Anche il gruppo PDlab di Parma ha discusso l’argomento negli incontri settimanali di supervisione del mercoledì, spostando il focus della discussione dal confronto fra le due modalità alla necessità di utilizzare al meglio questo setting.

In linea con le riflessioni di P. Migone (La psicoterapia con Internet, 2003) “Se accettiamo che non vi sia più, per così dire, un "gold standard" per la psicoanalisi (inteso in termini di criteri estrinseci, cioè legato ad un tipo specifico di setting), ne consegue a rigor di logica che anche con Internet possa essere condotto un trattamento che risponde ai requisiti della psicoanalisi: attenta analisi delle manifestazioni transferali a partire dal tipo di contesto in cui avviene l'incontro paziente-terapeuta (in questo caso Internet, nelle sue varie possibili modalità), ben consapevoli che questo contesto, come qualunque altro contesto, avrà sempre una pesante influenza sul transfert stesso (nonché sul controtransfert, naturalmente), influenza che comunque dovrà essere attentamente analizzata. Con questo ragionamento, dunque, sembrerebbe giustificato l'utilizzo di Internet per la psicoterapia, e per di più per una terapia di tipo psicoanalitico.” che abbiamo assunto come base di partenza per la nostra discussione, riteniamo che il dibattito sulla terapia online debba svincolarsi dal tentativo continuo di stabilire se le terapie a distanza sono o non sono equiparabili a quelle dal vivo, avendo come parametro di riferimento la tecnica e la teoria psicoanalitica più o meno -standard-. Pensiamo che la terapia online rappresenti una possibilità di trattamento differente, una forma di terapia che è a disposizione, seppur ancora da studiare, organizzare e sperimentare. Oltre che validare empiricamente.
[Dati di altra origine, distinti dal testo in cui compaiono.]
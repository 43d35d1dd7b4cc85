//! Service configuration.
//!
//! Read from an optional `service.toml` next to the service executable.
//! Every key has a default, so a missing file just means "run with
//! defaults":
//!
//! ```toml
//! bind_address = "127.0.0.1"   # IPv4 or IPv6 literal
//! port = 5001
//! artifact_dir = "artifacts"   # relative to the service directory
//! model_file = "energy_bill_model.json"
//! scaler_file = "scaler.json"
//! log_level = "info"
//! log_file = "energy_bill.log"
//! console_timestamps = true
//! ```

use std::fs;
use std::net::{IpAddr, SocketAddr};
use std::path::{Path, PathBuf};

use serde::Deserialize;

use crate::logging::LogLevel;
use crate::model::ConfigError;

/// Config file looked up in the service directory.
pub const CONFIG_FILE: &str = "service.toml";

const BUILT_IN: &str = "built-in defaults";

#[derive(Debug, Clone, PartialEq, Deserialize)]
#[serde(default, deny_unknown_fields)]
pub struct ServiceConfig {
    pub bind_address: String,
    pub port: u16,
    pub artifact_dir: PathBuf,
    pub model_file: String,
    pub scaler_file: String,
    pub log_level: String,
    pub log_file: Option<String>,
    pub console_timestamps: bool,
    /// Where this config came from: a file path or the built-in defaults.
    #[serde(skip)]
    pub origin: String,
}

impl Default for ServiceConfig {
    /// Defaults with `artifact_dir` still relative; see `resolve_paths`.
    fn default() -> Self {
        Self {
            bind_address: "127.0.0.1".to_string(),
            port: 5001,
            artifact_dir: PathBuf::from("artifacts"),
            model_file: "energy_bill_model.json".to_string(),
            scaler_file: "scaler.json".to_string(),
            log_level: "info".to_string(),
            log_file: None,
            console_timestamps: true,
            origin: BUILT_IN.to_string(),
        }
    }
}

/// The directory holding the running executable.
///
/// Artifacts and `service.toml` are looked up here at runtime, so a
/// deployed binary finds the files shipped next to it.
pub fn service_dir() -> Result<PathBuf, ConfigError> {
    let exe = std::env::current_exe().map_err(|e| ConfigError::Io {
        path: "current executable".to_string(),
        message: e.to_string(),
    })?;
    exe.parent()
        .map(Path::to_path_buf)
        .ok_or_else(|| ConfigError::Io {
            path: exe.display().to_string(),
            message: "executable has no parent directory".to_string(),
        })
}

impl ServiceConfig {
    /// Defaults for a service living in `base_dir`.
    pub fn defaults_in(base_dir: &Path) -> Self {
        let mut config = Self::default();
        config.resolve_paths(base_dir);
        config
    }

    /// Parses config text. A relative `artifact_dir` is resolved against
    /// `base_dir`.
    pub fn from_toml(text: &str, origin: &str, base_dir: &Path) -> Result<Self, ConfigError> {
        let mut config: ServiceConfig = toml::from_str(text).map_err(|e| ConfigError::Parse {
            path: origin.to_string(),
            message: e.to_string(),
        })?;
        config.origin = origin.to_string();

        config.log_level().map_err(|message| ConfigError::Parse {
            path: origin.to_string(),
            message,
        })?;
        config.socket_addr()?;

        config.resolve_paths(base_dir);
        Ok(config)
    }

    /// Reads a config file that must exist.
    pub fn from_file(path: &Path) -> Result<Self, ConfigError> {
        let origin = path.display().to_string();
        let text = fs::read_to_string(path).map_err(|e| ConfigError::Io {
            path: origin.clone(),
            message: e.to_string(),
        })?;
        let base_dir = path.parent().unwrap_or_else(|| Path::new("."));
        Self::from_toml(&text, &origin, base_dir)
    }

    /// `service.toml` in `base_dir` if present, defaults otherwise.
    pub fn load_from_dir(base_dir: &Path) -> Result<Self, ConfigError> {
        let path = base_dir.join(CONFIG_FILE);
        if path.exists() {
            Self::from_file(&path)
        } else {
            Ok(Self::defaults_in(base_dir))
        }
    }

    /// Resolves the config for this process from the service directory.
    pub fn load() -> Result<Self, ConfigError> {
        Self::load_from_dir(&service_dir()?)
    }

    fn resolve_paths(&mut self, base_dir: &Path) {
        if self.artifact_dir.is_relative() {
            self.artifact_dir = base_dir.join(&self.artifact_dir);
        }
    }

    pub fn log_level(&self) -> Result<LogLevel, String> {
        self.log_level.parse()
    }

    pub fn model_path(&self) -> PathBuf {
        self.artifact_dir.join(&self.model_file)
    }

    pub fn scaler_path(&self) -> PathBuf {
        self.artifact_dir.join(&self.scaler_file)
    }

    pub fn socket_addr(&self) -> Result<SocketAddr, ConfigError> {
        let ip: IpAddr = self.bind_address.trim().parse().map_err(
            |e: std::net::AddrParseError| ConfigError::Parse {
                path: self.origin.clone(),
                message: format!("bind_address '{}': {}", self.bind_address, e),
            },
        )?;
        Ok(SocketAddr::new(ip, self.port))
    }
}

// ---------------------------------------------------------------------------
// Tests
// ---------------------------------------------------------------------------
In sintesi, gli aspetti su cui il gruppo si è confrontato negli incontri dedicati:

Setting: le riflessioni preliminari si sono concentrate sulla possibilità di concettualizzare ed analizzare le componenti del setting online, definendone le caratteristiche per utilizzarlo come un qualsiasi altro setting, studiandone i parametri e le qualità che possono fornire al terapeuta informazioni cliniche utili e necessarie alla possibilità di realizzare un trattamento propriamente psicoterapeutico, riconoscendo contestualmente i parametri adatti a strutturare “eventi terapeutici” connotati da una genuina ed immediata condivisione empatica, tra paziente e terapeuta, incarnati concretamente nonostante la distanza fisica oggettiva e la non condivisione di uno spazio materiale ma bensì di uno spazio transazionale propriamente detto. Determinati i parametri della terapia online, proponendo un’analisi istruita attraverso la concettualizzazione offerta dalla TFP, il setting online diventa parte del contratto, una modalità che va discussa e definita per dare modo al terapeuta di riconoscere e delimitare ciò che diverrà parte del processo terapeutico (materiale, setting e condizioni di transfert) e ciò che invece ne rimarrà estraneo.
Tale approccio teorico e tecnico ha reso evidente la necessità di poter gestire e comprendere le possibili problematiche derivanti da disfunzioni della connessione internet distinguendole da eventi relazionali specifici in atto, imponendo al terapeuta di dover discernere, per esempio, tra silenzi prodotti da ritardi od alterazioni del segnale internet e silenzi propriamente correlati a sviluppi di transfert e materiale terapeutico propriamente detto. Da ciò deriva come la discussione con il terapeuta circa la scelta di un ambiente tranquillo ed adeguatamente predisposto per collegarsi da parte del paziente, rappresenti uno dei parametri che dovranno essere considerati a pieno titolo nel contratto terapeutico a cui le eventuali deviazioni rispetto a quanto definito dovranno essere riportate ed analizzate dalla coppia terapeuta-paziente (valutando per esempio quanto il paziente investa e tenga viva nella sua mente, e nei suoi comportamenti, la possibilità di mantenere tutelata e viabile la relazione terapeutica parimenti, per esempio, al presentarsi in seduta alle condizioni stabilite nei setting tradizionali). In questo senso andranno considerate ulteriormente le caratteristiche relative alla piattaforma utilizzata per le sedute online, ovvero l’utilizzo di piattaforme appositamente dedicate oppure di piattaforme utilizzate per altri generi di comunicazione (a titolo di esempio WhatsApp), al fine di salvaguardare un contesto adeguato e non inficiato da aspetti comunicativi di tipo informali che potrebbero interferire con un pieno sviluppo di un contenitore ed uno spazio terapeutico sufficientemente distinto da altre forme di interazione. 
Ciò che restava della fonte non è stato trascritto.